My training data are saved in 3 files, each file is too large and cannot fit into memory.For each training example, the data are two dimensionality (2805 rows and 222 column
There are different ways of "normalizing data". Depending which one you have in mind, it may or may not be easy to implement in your case.
If you know the fixed range(s) of your values (e.g. feature #1 has values in [-5, 5], feature #2 has values in [0, 100], etc.), you could easily pre-process your feature tensor in parse_example(), e.g.:
def normalize_fixed(x, current_range, normed_range):
current_min, current_max = tf.expand_dims(current_range[:, 0], 1), tf.expand_dims(current_range[:, 1], 1)
normed_min, normed_max = tf.expand_dims(normed_range[:, 0], 1), tf.expand_dims(normed_range[:, 1], 1)
x_normed = (x - current_min) / (current_max - current_min)

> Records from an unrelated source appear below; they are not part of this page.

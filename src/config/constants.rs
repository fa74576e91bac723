//! # basevec Configuration Constants
//!
//! This module centralizes the configuration constants used by the growth
//! policy, the raw storage layer and the memory budget.
//!
//! ## Dependency Graph
//!
//! ```text
//! MIN_GROWTH_FACTOR (2)
//!       │
//!       └─> DEFAULT_GROWTH_FACTOR (must be >=)
//!             A factor below 2 turns a sequence of N pushes into O(N²)
//!             element moves, which would put a per-element cost on the
//!             relocation path.
//!
//! MEDIUM_ELEM_MAX_SIZE (1 KiB)
//!       │
//!       ├─> SMALL_ELEM_MIN_CAPACITY  (8,  element size == 1)
//!       ├─> MEDIUM_ELEM_MIN_CAPACITY (4,  element size <= 1 KiB)
//!       └─> LARGE_ELEM_MIN_CAPACITY  (1,  element size >  1 KiB)
//!             The first allocation of an empty array jumps straight to
//!             this many slots.
//!
//! MAX_ALLOC_BYTES (isize::MAX)
//!       │
//!       └─> Upper bound of any single backing block; Layout::array
//!           refuses anything larger.
//!
//! MIN_BUDGET_FLOOR (64 KiB)
//!       │
//!       └─> DEFAULT_BUDGET_PERCENT of system RAM is never taken below it
//! ```
//!
//! ## Critical Invariants
//!
//! 1. `DEFAULT_GROWTH_FACTOR >= MIN_GROWTH_FACTOR`
//! 2. `SMALL_ELEM_MIN_CAPACITY >= MEDIUM_ELEM_MIN_CAPACITY >= LARGE_ELEM_MIN_CAPACITY >= 1`
//! 3. `DEFAULT_BUDGET_PERCENT` is a percentage in `1..=100`

// ============================================================================
// GROWTH POLICY
// ============================================================================

/// Smallest growth factor accepted by `GrowthPolicy::new`.
pub const MIN_GROWTH_FACTOR: usize = 2;

/// Growth factor used when none is configured. Capacity doubles when full.
pub const DEFAULT_GROWTH_FACTOR: usize = 2;

const _: () = assert!(
    DEFAULT_GROWTH_FACTOR >= MIN_GROWTH_FACTOR,
    "DEFAULT_GROWTH_FACTOR must be >= MIN_GROWTH_FACTOR to keep push amortized O(1)"
);

// ============================================================================
// FIRST ALLOCATION SIZING
// Small elements get a larger first block so tiny arrays don't reallocate
// on every early push.
// ============================================================================

/// Minimum non-zero capacity for 1-byte elements.
pub const SMALL_ELEM_MIN_CAPACITY: usize = 8;

/// Minimum non-zero capacity for elements up to `MEDIUM_ELEM_MAX_SIZE` bytes.
pub const MEDIUM_ELEM_MIN_CAPACITY: usize = 4;

/// Minimum non-zero capacity for elements larger than `MEDIUM_ELEM_MAX_SIZE`.
pub const LARGE_ELEM_MIN_CAPACITY: usize = 1;

/// Largest element size (bytes) that still uses `MEDIUM_ELEM_MIN_CAPACITY`.
pub const MEDIUM_ELEM_MAX_SIZE: usize = 1024;

const _: () = assert!(
    SMALL_ELEM_MIN_CAPACITY >= MEDIUM_ELEM_MIN_CAPACITY
        && MEDIUM_ELEM_MIN_CAPACITY >= LARGE_ELEM_MIN_CAPACITY
        && LARGE_ELEM_MIN_CAPACITY >= 1,
    "minimum capacities must shrink with element size and stay non-zero"
);

// ============================================================================
// RAW STORAGE
// ============================================================================

/// Largest backing block, in bytes, the raw storage layer will request.
pub const MAX_ALLOC_BYTES: usize = isize::MAX as usize;

// ============================================================================
// MEMORY BUDGET CONFIGURATION
// ============================================================================

/// Default memory budget as percentage of system RAM.
pub const DEFAULT_BUDGET_PERCENT: usize = 25;

/// Minimum memory budget floor in bytes (64 KiB).
pub const MIN_BUDGET_FLOOR: usize = 64 * 1024;

const _: () = assert!(
    DEFAULT_BUDGET_PERCENT >= 1 && DEFAULT_BUDGET_PERCENT <= 100,
    "DEFAULT_BUDGET_PERCENT must be a percentage"
);

/// Returns the first non-zero capacity for elements of `elem_size` bytes.
#[inline]
pub const fn min_non_zero_capacity(elem_size: usize) -> usize {
    if elem_size == 1 {
        SMALL_ELEM_MIN_CAPACITY
    } else if elem_size <= MEDIUM_ELEM_MAX_SIZE {
        MEDIUM_ELEM_MIN_CAPACITY
    } else {
        LARGE_ELEM_MIN_CAPACITY
    }
}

x_normed = x_normed * (normed_max - normed_min) + normed_min
return x_normed
def parse_example(line_batch,
fixed_range=[[-5, 5], [0, 100], ...],
normed_range=[[0, 1]]):
# ...
features = tf.transpose(features)
features = normalize_fixed(features, fixed_range, normed_range)
# ...
If your features are supposed to have approximately the same range of values, per-sample normalization could also be considered, i.e. applying normalization considering the features moments (mean, variance) for each sample:
def normalize_with_moments(x, axes=[0, 1], epsilon=1e-8):
mean, variance = tf.nn.moments(x, axes=axes)
x_normed = (x - mean) / tf.sqrt(variance + epsilon) # epsilon to avoid dividing by zero
return x_normed
def parse_example(line_batch):
# ...
features = tf.transpose(features)
features = normalize_with_moments(features)
# ...
You could apply the same procedure over a complete batch instead of per-sample, which may make the process more stable:
data_batch = normalize_with_moments(data_batch, axis=[1, 2])

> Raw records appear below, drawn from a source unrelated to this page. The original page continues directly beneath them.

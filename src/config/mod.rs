//! # basevec Configuration Module
//!
//! All tunable numbers of the crate live here. Values that depend on each
//! other are co-located and their relationships are enforced through
//! compile-time assertions, so a mismatched edit fails the build instead of
//! silently breaking the amortized cost of `push`.
//!
//! ## Module Organization
//!
//! - [`constants`]: Growth, allocation and memory budget constants

pub mod constants;
pub use constants::*;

Similarly, you could use tf.nn.batch_normalization
Normalizing using the mean/variance computed over the whole dataset would be the trickiest, since as you mentioned it is a large, split one.
tf.data.Dataset isn't really meant for such global computation. A solution would be to use whatever tools you have to pre-compute the dataset moments, then use this information for your TF pre-processing.
As mentioned by @MiniQuark, Tensorflow has a Transform library you could use to preprocess your data. Have a look at the Get Started, or for instance at the tft.scale_to_z_score() method for sample normalization.